In the era of information-sensing mobile devices, sensor networks, the Internet-of-Things and Big Data, research on advanced methods for extracting information from data has gained even more relevance. One important area of work is the analysis of time-varying phenomena, observed sequentially in time. This is critical in many applications, including weather sciences, the study of time-evolution of stocks and goods prices in econometrics, biomedical signal processing, or concentrations of pollutants in the environment. The goal is to infer the dynamics of events of interest that the data describe, as soon as they are acquired, so that practitioners can classify the events, predict the future and make informed decisions.

The talk is on novel methods for inference and prediction of latent time-series. More precisely, we assume that a sequence of observations are functions of a hidden process of interest. Our goal is to estimate the process from the observed data. We use flexible models that capture the dynamics of real phenomena and can deal with many practical burdens. We will present new solutions for estimation and prediction in the most challenging scenarios. Our methodology is based on Bayesian Theory and Monte Carlo algorithms.

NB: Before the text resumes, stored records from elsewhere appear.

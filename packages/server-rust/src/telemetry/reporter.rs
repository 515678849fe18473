//! Error report sinks used by the error-reporting decorator.

use std::collections::BTreeMap;
use std::fmt;

use guestlist_core::ErrorKind;
use serde::Serialize;

/// A failed call, as forwarded to an error tracker.
#[derive(Debug, Clone, PartialEq, Eq, Serialize)]
pub struct ErrorReport {
    pub message: String,
    pub kind: ErrorKind,
    pub tags: BTreeMap<&'static str, String>,
    /// Request fields opted in through `Describe::report_fields`.
    pub request: BTreeMap<&'static str, String>,
}

pub trait ErrorReporter: Send + Sync + fmt::Debug {
    fn report(&self, report: ErrorReport);
}

/// Writes reports to the log on the `guestlist::report` target.
#[derive(Debug, Clone, Default)]
pub struct LogReporter;

impl ErrorReporter for LogReporter {
    fn report(&self, report: ErrorReport) {
        tracing::error!(
            target: "guestlist::report",
            kind = %report.kind,
            tags = ?report.tags,
            request = ?report.request,
            "{}",
            report.message
        );
    }
}

#[derive(Serialize)]
struct WebhookPayload<'a> {
    environment: &'a str,
    #[serde(flatten)]
    report: &'a ErrorReport,
}

/// Posts reports as JSON to a webhook, fire-and-forget.
#[derive(Debug, Clone)]
pub struct WebhookReporter {
    client: reqwest::Client,
    dsn: String,
    environment: String,
}

impl WebhookReporter {
    #[must_use]
    pub fn new(dsn: impl Into<String>, environment: impl Into<String>) -> Self {
        Self {
            client: reqwest::Client::new(),
            dsn: dsn.into(),
            environment: environment.into(),
        }
    }

    fn payload(&self, report: &ErrorReport) -> serde_json::Value {
        serde_json::to_value(WebhookPayload {
            environment: &self.environment,
            report,
        })
        .unwrap_or(serde_json::Value::Null)
    }
}

impl ErrorReporter for WebhookReporter {
    fn report(&self, report: ErrorReport) {
        let Ok(handle) = tokio::runtime::Handle::try_current() else {
            tracing::warn!(message = %report.message, "no runtime, error report dropped");
            return;
        };
        let body = self.payload(&report);
        let request = self.client.post(&self.dsn).json(&body);
        handle.spawn(async move {
            match request.send().await {
                Ok(resp) if !resp.status().is_success() => {
                    tracing::warn!(status = %resp.status(), "error report rejected");
                }
                Ok(_) => {}
                Err(e) => tracing::warn!(error = %e, "error report delivery failed"),
            }
        });
    }
}

#[cfg(test)]
pub(crate) mod testing {
    use parking_lot::Mutex;

    use super::*;

    #[derive(Debug, Default)]
    pub struct RecordingReporter {
        pub reports: Mutex<Vec<ErrorReport>>,
    }

    impl ErrorReporter for RecordingReporter {
        fn report(&self, report: ErrorReport) {
            self.reports.lock().push(report);
        }
    }
}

Iñigo Urteaga graduated from the ETSI Bilbao UPV/EHU (Spain) with a MS degree in Telecommunications Engineering in 2008. He was a Research Assistant in the Computer Science Department of the Colorado School of Mines, USA, (2007–2008), and then Research Associate with Tecnalia Research and Innovation, Spain (2009-2011). He is currently a PhD candidate in the Department of Electrical and Computer Engineering at Stony Brook University and is supervised by Professor Petar M. Djurić. He has specialized in statistical signal processing and machine learning, and is interested in the science of data inference, modeling and prediction.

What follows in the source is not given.